FIG. 5.

PCR amplification of prophage-prophage and chromosome-prophage junctions in classical V. cholerae. (A) Amplication of the junction between a CTX prophage and an upstream element, using primers RstBF2 and RstRproR (Fig. 3). An ∼875-bp product was generated from DNA of classical strains C34 (lane 1), CA401 (lane 2), and O395 (lane 3), indicating that all contain truncated, fused prophages.

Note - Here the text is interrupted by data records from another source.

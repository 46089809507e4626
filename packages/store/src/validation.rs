//! Field-level validation for the create dialog.
//!
//! A [`RuleSet`] lists one [`Rule`] per field. [`RuleSet::validate`] checks a
//! [`UserDraft`] against every rule and returns all failures at once, keyed by
//! field, so the dialog can show each message under its input.

use std::collections::BTreeMap;
use std::sync::LazyLock;

use regex::Regex;

use crate::models::{Field, UserDraft};

static EMAIL_RE: LazyLock<Regex> =
    LazyLock::new(|| Regex::new(r"\S+@\S+\.\S+").expect("static regex should not panic"));

static PHONE_RE: LazyLock<Regex> =
    LazyLock::new(|| Regex::new(r"^[0-9]{10}$").expect("static regex should not panic"));

static WEBSITE_RE: LazyLock<Regex> = LazyLock::new(|| {
    Regex::new(r#"^(ftp|http|https)://[^ "]+$"#).expect("static regex should not panic")
});

/// Per-field error messages. Empty means the draft is valid.
pub type FieldErrors = BTreeMap<Field, String>;

/// What a single field must satisfy.
#[derive(Clone, Debug, PartialEq)]
pub enum Rule {
    /// Non-empty.
    Required,
    /// Non-empty and at least `n` characters.
    RequiredMinLen(usize),
    /// Non-empty and matching an email shape.
    RequiredEmail,
    /// Exactly ten ASCII digits.
    RequiredPhone,
    /// May be empty; otherwise at least `n` characters.
    OptionalMinLen(usize),
    /// May be empty; otherwise an `ftp`, `http` or `https` URL.
    OptionalUrl,
}

impl Rule {
    fn check(&self, value: &str) -> bool {
        match self {
            Rule::Required => !value.is_empty(),
            Rule::RequiredMinLen(n) => value.chars().count() >= *n,
            Rule::RequiredEmail => !value.is_empty() && EMAIL_RE.is_match(value),
            Rule::RequiredPhone => PHONE_RE.is_match(value),
            Rule::OptionalMinLen(n) => value.is_empty() || value.chars().count() >= *n,
            Rule::OptionalUrl => value.is_empty() || WEBSITE_RE.is_match(value),
        }
    }
}

/// The rules a create form enforces, in display order.
#[derive(Clone, Debug, PartialEq)]
pub struct RuleSet {
    rules: Vec<(Field, Rule, &'static str)>,
}

impl RuleSet {
    /// The full create screen: every field of the draft is checked.
    pub fn creator() -> Self {
        Self {
            rules: vec![
                (
                    Field::Name,
                    Rule::RequiredMinLen(3),
                    "Name is required and must be at least 3 characters.",
                ),
                (
                    Field::Email,
                    Rule::RequiredEmail,
                    "Email is required and must be a valid email format.",
                ),
                (
                    Field::Phone,
                    Rule::RequiredPhone,
                    "Phone is required and must be a valid phone number.",
                ),
                (Field::Street, Rule::Required, "Street address is required."),
                (Field::City, Rule::Required, "City is required."),
                (
                    Field::CompanyName,
                    Rule::OptionalMinLen(3),
                    "Company name must be at least 3 characters if provided.",
                ),
                (
                    Field::Website,
                    Rule::OptionalUrl,
                    "Website must be a valid URL if provided.",
                ),
            ],
        }
    }

    /// The manager's add form: four required fields, no shape checks.
    pub fn quick_add() -> Self {
        Self {
            rules: vec![
                (Field::Name, Rule::Required, "Name is required."),
                (Field::Email, Rule::Required, "Email is required."),
                (Field::Phone, Rule::Required, "Phone is required."),
                (Field::Website, Rule::Required, "Website is required."),
            ],
        }
    }

    /// Fields this rule set covers, in form order.
    pub fn fields(&self) -> Vec<Field> {
        let mut fields: Vec<Field> = self.rules.iter().map(|(f, _, _)| *f).collect();
        fields.sort();
        fields.dedup();
        fields
    }

    /// Whether the input for `field` should carry the `required` attribute.
    pub fn is_required(&self, field: Field) -> bool {
        self.rules.iter().any(|(f, rule, _)| {
            *f == field
                && matches!(
                    rule,
                    Rule::Required
                        | Rule::RequiredMinLen(_)
                        | Rule::RequiredEmail
                        | Rule::RequiredPhone
                )
        })
    }

    pub fn validate(&self, draft: &UserDraft) -> FieldErrors {
        let mut errors = FieldErrors::new();
        for (field, rule, message) in &self.rules {
            if !rule.check(draft.get(*field)) {
                errors.entry(*field).or_insert_with(|| message.to_string());
            }
        }
        errors
    }
}

#[cfg(test)]
mod tests {
    use super::*;

    fn valid_draft() -> UserDraft {
        let mut d = UserDraft::default();
        d.set_name("Bob");
        d.email = "bob@x.com".to_string();
        d.phone = "5551234567".to_string();
        d.street = "Main".to_string();
        d.city = "Town".to_string();
        d
    }

    #[test]
    fn test_valid_draft_without_optional_fields() {
        assert!(RuleSet::creator().validate(&valid_draft()).is_empty());
    }

    #[test]
    fn test_valid_draft_with_optional_fields() {
        let mut d = valid_draft();
        d.company_name = "Acme".to_string();
        d.website = "https://bob.example".to_string();
        assert!(RuleSet::creator().validate(&d).is_empty());
    }

    #[test]
    fn test_short_name_rejected() {
        let mut d = valid_draft();
        d.set_name("Bo");
        let errors = RuleSet::creator().validate(&d);
        assert_eq!(errors.len(), 1);
        assert!(errors[&Field::Name].contains("at least 3"));
    }

    #[test]
    fn test_name_length_counts_characters() {
        let mut d = valid_draft();
        d.set_name("Zoë");
        assert!(RuleSet::creator().validate(&d).is_empty());
    }

    #[test]
    fn test_email_shape() {
        let rules = RuleSet::creator();
        for bad in ["", "bob", "bob@x", "@x.com", "bob@.com"] {
            let mut d = valid_draft();
            d.email = bad.to_string();
            assert!(
                rules.validate(&d).contains_key(&Field::Email),
                "{bad:?} should be rejected"
            );
        }
        let mut d = valid_draft();
        d.email = "b.o.b@mail.x.org".to_string();
        assert!(rules.validate(&d).is_empty());
    }

    #[test]
    fn test_phone_must_be_ten_digits() {
        let rules = RuleSet::creator();
        for bad in ["", "555123456", "55512345678", "555-123-4567", "555123456a"] {
            let mut d = valid_draft();
            d.phone = bad.to_string();
            assert!(
                rules.validate(&d).contains_key(&Field::Phone),
                "{bad:?} should be rejected"
            );
        }
    }

    #[test]
    fn test_optional_fields_checked_only_when_present() {
        let rules = RuleSet::creator();

        let mut d = valid_draft();
        d.company_name = "Ac".to_string();
        assert!(rules.validate(&d).contains_key(&Field::CompanyName));

        let mut d = valid_draft();
        d.website = "bob.example".to_string();
        assert!(rules.validate(&d).contains_key(&Field::Website));

        let mut d = valid_draft();
        d.website = "ftp://files.example".to_string();
        assert!(rules.validate(&d).is_empty());
    }

    #[test]
    fn test_empty_draft_reports_every_required_field() {
        let errors = RuleSet::creator().validate(&UserDraft::default());
        let fields: Vec<Field> = errors.keys().copied().collect();
        assert_eq!(
            fields,
            vec![Field::Name, Field::Email, Field::Phone, Field::Street, Field::City]
        );
    }

    #[test]
    fn test_quick_add_only_requires_presence() {
        let rules = RuleSet::quick_add();
        let mut d = UserDraft::default();
        d.set_name("Al");
        d.email = "al".to_string();
        d.phone = "12".to_string();
        d.website = "al.dev".to_string();
        assert!(rules.validate(&d).is_empty());

        d.website.clear();
        assert_eq!(rules.validate(&d).len(), 1);
        assert!(rules.is_required(Field::Website));
        assert!(!rules.is_required(Field::Street));
    }

    #[test]
    fn test_fields_in_form_order() {
        assert_eq!(
            RuleSet::quick_add().fields(),
            vec![Field::Name, Field::Email, Field::Phone, Field::Website]
        );
    }
}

An ∼1,450-bp product was amplified from the RS1-CTX prophage junction in the O139 strain AS207 (lane 4), and no product was synthesized in the absence of template DNA (lane 5). (B) Detection of a junction between the chromosomal sequence of TLC and a CTX prophage, using primers TLCF1 and Ig1R1. A ∼600-bp product was amplified from the DNA of classical strains C34 (lane 1), CA401 (lane 2), and O395 (lane 3) as well as the O139 strain AS207 (lane 4); it was not synthesized if template DNA was omitted (lane 5). (C) Detection of a junction between CTX prophages in the classical strain-specific insertion site and upstream chromosomal sequence, using the primers PyrFF1 and Ig1R1. A ∼550-bp product was amplified from DNA of the classical strains O395 (lane 1), C34 (lane 2), and CA401 (lane 3); no product was amplified from AS207 DNA (lane 4), which lacks a CTX prophage at this insertion site, or in the absence of template DNA (lane 5).